### WORK TASK
From the data below, set down exactly the lines between the one holding "buf.clear();" and the one holding "sheet_id = Some(v.trim().parse::<u32>().map_err(|_|", inclusive, and no others.

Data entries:

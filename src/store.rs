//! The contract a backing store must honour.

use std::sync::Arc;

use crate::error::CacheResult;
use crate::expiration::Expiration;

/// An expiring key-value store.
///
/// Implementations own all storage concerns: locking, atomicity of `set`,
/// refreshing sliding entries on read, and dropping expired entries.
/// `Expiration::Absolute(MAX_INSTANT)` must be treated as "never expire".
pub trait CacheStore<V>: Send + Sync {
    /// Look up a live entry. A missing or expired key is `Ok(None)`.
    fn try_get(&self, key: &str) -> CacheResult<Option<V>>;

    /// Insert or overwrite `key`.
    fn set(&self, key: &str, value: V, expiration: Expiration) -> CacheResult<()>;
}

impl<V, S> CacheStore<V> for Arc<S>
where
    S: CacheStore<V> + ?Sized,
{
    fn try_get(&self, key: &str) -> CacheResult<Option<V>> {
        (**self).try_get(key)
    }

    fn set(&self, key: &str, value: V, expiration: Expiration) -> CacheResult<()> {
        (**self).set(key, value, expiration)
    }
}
---
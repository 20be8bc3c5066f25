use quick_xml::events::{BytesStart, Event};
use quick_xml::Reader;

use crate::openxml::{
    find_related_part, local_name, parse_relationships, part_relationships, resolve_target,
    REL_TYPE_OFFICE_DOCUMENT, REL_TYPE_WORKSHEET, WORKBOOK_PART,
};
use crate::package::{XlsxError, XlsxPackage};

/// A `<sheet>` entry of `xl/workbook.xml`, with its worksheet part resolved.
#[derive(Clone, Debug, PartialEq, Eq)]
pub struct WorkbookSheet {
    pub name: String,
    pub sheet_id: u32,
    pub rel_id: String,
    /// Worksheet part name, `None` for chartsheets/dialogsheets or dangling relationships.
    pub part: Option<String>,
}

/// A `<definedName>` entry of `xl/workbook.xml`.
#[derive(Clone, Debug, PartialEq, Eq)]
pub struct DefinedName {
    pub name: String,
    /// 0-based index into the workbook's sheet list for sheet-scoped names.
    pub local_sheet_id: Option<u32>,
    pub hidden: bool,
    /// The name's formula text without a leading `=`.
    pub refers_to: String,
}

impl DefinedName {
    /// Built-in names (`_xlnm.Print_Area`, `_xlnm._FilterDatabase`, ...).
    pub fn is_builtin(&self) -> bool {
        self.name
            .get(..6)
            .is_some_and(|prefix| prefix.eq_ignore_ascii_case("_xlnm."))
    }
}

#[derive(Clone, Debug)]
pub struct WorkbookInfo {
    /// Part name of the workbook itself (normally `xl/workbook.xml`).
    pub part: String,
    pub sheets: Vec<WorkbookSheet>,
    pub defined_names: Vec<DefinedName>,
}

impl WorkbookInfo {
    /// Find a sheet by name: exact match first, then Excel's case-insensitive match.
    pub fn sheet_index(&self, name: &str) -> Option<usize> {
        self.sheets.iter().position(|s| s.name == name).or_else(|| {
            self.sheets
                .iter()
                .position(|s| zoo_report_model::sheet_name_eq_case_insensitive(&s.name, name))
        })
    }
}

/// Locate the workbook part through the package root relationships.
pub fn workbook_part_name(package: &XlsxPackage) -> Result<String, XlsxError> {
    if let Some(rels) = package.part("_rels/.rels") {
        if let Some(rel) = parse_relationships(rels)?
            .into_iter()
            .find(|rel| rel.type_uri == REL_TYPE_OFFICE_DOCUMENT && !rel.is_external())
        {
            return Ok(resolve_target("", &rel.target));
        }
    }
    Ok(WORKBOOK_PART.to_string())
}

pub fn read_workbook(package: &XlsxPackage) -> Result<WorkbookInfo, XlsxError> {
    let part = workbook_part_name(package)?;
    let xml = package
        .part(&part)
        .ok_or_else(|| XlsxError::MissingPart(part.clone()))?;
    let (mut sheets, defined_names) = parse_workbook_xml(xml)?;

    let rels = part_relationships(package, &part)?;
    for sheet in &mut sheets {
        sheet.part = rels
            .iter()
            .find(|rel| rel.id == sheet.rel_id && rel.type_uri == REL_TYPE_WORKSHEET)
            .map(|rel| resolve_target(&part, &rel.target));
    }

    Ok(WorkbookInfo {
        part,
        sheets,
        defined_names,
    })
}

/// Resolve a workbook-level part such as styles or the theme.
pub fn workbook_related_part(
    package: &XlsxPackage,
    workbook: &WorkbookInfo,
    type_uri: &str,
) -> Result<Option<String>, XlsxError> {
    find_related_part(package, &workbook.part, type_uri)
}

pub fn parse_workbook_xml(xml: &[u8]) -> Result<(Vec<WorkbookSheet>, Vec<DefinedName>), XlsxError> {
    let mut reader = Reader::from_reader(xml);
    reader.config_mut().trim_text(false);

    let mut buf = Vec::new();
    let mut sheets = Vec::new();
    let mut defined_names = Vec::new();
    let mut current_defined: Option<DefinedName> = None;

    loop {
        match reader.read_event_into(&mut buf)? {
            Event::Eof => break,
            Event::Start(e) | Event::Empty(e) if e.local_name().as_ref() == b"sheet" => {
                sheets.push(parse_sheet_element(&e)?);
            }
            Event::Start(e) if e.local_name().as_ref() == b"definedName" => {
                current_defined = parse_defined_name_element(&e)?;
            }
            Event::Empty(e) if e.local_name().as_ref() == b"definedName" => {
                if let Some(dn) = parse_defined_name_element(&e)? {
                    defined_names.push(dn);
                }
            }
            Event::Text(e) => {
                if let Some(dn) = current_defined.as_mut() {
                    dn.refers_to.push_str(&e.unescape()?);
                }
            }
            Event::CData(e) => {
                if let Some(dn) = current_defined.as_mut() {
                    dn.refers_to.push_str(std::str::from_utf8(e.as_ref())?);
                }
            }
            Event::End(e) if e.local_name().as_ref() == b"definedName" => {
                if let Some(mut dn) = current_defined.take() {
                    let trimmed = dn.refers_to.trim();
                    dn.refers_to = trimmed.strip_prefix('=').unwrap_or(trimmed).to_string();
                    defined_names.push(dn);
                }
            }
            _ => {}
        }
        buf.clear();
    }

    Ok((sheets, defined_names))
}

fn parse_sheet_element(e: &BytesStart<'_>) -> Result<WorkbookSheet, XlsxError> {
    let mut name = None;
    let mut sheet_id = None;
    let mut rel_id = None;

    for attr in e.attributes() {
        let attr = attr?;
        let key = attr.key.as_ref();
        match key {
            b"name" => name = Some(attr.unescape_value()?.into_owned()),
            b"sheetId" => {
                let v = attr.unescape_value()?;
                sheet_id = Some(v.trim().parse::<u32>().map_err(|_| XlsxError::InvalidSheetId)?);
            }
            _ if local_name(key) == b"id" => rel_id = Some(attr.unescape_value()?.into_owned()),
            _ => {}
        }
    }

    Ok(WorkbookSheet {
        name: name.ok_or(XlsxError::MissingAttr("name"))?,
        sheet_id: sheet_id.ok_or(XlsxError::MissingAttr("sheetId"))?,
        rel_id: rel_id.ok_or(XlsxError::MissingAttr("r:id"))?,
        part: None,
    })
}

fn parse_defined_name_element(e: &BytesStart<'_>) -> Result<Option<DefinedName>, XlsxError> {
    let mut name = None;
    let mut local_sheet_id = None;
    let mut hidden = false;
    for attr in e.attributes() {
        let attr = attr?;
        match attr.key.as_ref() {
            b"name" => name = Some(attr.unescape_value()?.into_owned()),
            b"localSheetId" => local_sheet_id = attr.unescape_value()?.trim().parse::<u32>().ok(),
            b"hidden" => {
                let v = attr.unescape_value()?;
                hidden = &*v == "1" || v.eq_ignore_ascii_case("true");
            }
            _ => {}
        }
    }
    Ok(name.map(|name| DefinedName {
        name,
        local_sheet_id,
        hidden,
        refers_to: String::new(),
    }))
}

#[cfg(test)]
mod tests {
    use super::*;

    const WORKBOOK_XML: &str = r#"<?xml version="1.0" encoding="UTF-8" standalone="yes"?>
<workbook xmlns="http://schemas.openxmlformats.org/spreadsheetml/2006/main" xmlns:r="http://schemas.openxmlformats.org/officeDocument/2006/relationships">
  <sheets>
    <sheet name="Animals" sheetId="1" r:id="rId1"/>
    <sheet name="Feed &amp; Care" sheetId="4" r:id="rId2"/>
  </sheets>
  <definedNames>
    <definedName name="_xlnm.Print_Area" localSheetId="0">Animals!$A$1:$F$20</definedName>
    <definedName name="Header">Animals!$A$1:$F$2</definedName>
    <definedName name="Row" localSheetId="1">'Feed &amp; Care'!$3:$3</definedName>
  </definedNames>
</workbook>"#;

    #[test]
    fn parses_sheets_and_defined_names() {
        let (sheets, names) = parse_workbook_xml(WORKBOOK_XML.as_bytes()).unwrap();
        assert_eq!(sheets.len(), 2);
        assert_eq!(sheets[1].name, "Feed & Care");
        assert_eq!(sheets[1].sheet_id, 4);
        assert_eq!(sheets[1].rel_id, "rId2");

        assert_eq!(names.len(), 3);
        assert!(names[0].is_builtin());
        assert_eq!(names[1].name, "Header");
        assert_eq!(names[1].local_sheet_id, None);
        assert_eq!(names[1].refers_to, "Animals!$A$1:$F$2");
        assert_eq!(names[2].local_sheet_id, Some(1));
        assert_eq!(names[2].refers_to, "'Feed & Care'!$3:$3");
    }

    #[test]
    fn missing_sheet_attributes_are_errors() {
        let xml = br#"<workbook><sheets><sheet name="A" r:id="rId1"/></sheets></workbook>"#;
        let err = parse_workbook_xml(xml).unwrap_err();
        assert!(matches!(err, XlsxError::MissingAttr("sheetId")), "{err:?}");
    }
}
--
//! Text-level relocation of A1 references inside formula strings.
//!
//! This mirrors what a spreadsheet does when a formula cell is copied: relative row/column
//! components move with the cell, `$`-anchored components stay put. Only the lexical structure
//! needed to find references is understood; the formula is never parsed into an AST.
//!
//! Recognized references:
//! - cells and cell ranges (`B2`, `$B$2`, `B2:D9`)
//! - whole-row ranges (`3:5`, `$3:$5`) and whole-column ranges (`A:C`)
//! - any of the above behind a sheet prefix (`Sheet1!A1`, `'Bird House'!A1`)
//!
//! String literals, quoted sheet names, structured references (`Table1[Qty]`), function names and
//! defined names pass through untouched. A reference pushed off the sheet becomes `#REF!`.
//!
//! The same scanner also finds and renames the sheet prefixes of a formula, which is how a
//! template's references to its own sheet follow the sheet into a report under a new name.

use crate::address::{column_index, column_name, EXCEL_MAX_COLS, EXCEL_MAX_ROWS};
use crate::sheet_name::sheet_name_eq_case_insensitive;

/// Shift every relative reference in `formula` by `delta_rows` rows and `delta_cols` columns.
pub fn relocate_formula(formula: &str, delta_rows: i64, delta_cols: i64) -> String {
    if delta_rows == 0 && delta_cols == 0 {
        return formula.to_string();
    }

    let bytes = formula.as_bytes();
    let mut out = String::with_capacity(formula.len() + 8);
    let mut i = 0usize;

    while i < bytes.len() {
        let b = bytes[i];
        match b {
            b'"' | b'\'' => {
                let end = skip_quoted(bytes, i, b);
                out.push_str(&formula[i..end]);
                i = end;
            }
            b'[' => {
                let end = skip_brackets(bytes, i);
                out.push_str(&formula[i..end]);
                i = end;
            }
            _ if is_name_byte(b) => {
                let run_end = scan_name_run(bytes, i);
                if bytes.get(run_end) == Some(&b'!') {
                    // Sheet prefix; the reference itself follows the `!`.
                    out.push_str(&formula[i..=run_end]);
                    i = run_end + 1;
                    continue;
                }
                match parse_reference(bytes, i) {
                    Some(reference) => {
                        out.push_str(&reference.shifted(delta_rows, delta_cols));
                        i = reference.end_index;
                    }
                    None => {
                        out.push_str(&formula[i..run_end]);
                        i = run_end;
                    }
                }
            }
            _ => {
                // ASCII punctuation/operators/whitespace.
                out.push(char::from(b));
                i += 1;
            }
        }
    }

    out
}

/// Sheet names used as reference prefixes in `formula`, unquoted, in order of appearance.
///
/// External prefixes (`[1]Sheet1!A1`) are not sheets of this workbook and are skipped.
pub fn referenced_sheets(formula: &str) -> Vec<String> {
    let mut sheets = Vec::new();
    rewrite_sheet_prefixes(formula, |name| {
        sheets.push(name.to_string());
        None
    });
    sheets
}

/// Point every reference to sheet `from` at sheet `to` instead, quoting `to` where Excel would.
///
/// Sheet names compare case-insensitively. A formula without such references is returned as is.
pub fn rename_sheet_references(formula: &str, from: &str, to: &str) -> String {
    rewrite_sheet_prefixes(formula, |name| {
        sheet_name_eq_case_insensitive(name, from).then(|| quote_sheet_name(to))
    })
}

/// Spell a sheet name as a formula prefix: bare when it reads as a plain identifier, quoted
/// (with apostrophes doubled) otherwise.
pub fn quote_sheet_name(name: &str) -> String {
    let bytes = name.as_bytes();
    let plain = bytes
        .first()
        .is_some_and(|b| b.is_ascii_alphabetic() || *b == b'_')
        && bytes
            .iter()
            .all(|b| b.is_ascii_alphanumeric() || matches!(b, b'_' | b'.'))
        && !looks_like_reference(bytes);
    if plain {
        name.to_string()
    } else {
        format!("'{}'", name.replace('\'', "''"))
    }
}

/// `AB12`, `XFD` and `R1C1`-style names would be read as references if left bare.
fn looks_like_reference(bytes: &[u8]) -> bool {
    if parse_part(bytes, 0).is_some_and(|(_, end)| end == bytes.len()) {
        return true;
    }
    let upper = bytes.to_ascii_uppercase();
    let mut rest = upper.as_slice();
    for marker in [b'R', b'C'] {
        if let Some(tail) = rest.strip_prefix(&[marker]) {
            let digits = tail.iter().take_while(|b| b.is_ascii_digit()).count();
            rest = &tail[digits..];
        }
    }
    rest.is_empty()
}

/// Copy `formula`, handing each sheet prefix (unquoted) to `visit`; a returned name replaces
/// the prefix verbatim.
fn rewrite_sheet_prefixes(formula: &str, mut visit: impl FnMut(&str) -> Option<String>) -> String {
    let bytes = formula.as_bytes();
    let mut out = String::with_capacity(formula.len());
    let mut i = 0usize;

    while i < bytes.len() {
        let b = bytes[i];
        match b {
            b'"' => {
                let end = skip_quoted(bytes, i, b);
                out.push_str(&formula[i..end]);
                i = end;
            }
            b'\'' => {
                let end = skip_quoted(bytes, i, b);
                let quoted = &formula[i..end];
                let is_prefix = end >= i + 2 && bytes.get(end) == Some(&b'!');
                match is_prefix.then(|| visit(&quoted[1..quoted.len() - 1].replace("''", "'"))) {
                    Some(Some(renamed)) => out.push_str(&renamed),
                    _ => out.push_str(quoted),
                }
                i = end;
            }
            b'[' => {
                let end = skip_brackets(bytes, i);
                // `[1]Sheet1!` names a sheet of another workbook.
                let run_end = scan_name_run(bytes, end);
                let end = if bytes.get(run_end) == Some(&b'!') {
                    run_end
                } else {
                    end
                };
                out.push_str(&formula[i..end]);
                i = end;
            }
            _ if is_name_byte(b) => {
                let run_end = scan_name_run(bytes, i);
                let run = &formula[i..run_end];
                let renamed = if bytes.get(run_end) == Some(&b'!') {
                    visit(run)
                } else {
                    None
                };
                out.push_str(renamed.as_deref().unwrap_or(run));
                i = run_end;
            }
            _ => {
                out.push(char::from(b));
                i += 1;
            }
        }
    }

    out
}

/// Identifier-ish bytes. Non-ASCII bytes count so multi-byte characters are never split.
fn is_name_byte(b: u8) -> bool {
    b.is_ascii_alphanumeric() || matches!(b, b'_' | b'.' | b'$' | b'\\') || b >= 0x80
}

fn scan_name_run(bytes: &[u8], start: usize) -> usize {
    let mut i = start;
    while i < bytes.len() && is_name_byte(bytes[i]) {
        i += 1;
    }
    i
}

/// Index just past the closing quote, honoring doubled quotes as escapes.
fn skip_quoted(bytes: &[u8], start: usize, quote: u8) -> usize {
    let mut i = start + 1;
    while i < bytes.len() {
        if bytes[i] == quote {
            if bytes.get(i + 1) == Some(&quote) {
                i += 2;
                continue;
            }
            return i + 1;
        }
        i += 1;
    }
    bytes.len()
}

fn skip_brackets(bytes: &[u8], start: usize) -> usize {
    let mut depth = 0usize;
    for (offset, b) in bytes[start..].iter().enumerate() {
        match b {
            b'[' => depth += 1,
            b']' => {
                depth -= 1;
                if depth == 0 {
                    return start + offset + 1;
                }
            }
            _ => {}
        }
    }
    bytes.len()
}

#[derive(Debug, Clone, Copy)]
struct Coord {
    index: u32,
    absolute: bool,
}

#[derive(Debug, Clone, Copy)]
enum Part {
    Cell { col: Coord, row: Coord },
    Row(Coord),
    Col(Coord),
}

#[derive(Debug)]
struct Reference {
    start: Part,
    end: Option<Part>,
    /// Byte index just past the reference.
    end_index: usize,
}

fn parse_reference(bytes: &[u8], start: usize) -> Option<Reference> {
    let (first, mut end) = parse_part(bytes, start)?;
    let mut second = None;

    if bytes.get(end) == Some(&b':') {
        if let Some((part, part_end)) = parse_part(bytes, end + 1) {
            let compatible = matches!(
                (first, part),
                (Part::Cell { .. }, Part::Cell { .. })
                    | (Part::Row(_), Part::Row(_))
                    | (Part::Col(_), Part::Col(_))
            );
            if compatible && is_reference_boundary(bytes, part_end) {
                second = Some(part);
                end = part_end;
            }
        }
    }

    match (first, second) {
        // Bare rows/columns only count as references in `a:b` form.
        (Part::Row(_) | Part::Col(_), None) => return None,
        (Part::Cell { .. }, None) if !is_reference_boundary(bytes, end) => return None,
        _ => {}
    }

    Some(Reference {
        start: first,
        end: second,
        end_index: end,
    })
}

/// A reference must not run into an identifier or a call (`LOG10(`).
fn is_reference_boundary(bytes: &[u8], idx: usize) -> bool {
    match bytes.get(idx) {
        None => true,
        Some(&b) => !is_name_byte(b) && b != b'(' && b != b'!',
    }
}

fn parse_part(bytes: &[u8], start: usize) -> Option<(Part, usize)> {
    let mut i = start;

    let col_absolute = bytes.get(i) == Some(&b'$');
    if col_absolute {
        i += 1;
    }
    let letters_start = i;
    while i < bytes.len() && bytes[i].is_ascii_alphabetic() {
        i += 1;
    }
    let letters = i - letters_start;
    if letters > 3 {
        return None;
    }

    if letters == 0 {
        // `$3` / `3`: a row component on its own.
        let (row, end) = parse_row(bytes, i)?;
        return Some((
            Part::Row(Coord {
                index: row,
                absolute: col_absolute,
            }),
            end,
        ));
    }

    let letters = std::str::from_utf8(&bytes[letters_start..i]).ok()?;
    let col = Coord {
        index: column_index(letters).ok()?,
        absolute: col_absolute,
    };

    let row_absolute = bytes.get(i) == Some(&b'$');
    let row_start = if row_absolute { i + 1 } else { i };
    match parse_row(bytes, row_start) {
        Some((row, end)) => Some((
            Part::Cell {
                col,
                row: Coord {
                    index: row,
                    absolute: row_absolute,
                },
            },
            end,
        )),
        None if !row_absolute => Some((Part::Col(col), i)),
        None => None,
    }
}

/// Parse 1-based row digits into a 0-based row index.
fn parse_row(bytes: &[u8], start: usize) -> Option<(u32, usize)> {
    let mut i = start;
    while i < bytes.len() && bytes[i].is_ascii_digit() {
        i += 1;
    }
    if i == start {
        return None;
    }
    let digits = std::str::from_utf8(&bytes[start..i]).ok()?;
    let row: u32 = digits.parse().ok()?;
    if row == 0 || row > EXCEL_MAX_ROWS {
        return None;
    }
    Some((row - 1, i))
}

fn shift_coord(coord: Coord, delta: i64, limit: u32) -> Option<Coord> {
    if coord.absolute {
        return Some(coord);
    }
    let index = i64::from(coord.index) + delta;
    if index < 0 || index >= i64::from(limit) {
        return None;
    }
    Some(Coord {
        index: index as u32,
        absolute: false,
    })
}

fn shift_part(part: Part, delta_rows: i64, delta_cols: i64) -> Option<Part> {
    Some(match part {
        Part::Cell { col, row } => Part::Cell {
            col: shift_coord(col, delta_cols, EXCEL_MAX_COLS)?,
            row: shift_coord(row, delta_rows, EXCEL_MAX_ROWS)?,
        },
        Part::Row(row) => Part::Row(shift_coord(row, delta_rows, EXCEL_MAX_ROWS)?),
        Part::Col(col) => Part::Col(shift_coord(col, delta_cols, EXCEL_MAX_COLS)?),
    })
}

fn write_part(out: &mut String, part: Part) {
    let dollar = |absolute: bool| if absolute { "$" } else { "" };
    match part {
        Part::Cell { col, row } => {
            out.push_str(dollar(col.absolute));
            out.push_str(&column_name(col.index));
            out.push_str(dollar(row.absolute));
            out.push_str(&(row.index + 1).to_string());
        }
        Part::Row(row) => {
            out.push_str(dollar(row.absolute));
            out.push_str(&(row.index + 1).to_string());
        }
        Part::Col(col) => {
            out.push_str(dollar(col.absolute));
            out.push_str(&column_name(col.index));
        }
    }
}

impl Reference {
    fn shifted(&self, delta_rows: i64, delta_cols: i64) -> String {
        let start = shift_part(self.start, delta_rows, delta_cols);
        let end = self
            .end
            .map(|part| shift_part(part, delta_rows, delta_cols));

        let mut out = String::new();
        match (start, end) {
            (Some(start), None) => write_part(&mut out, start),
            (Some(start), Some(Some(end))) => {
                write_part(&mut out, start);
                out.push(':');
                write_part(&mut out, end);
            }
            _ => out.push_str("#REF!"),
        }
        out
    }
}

### PROBLEM SOLUTION
        buf.clear();
    }

    Ok((sheets, defined_names))
}

fn parse_sheet_element(e: &BytesStart<'_>) -> Result<WorkbookSheet, XlsxError> {
    let mut name = None;
    let mut sheet_id = None;
    let mut rel_id = None;

    for attr in e.attributes() {
        let attr = attr?;
        let key = attr.key.as_ref();
        match key {
            b"name" => name = Some(attr.unescape_value()?.into_owned()),
            b"sheetId" => {
                let v = attr.unescape_value()?;
                sheet_id = Some(v.trim().parse::<u32>().map_err(|_| XlsxError::InvalidSheetId)?);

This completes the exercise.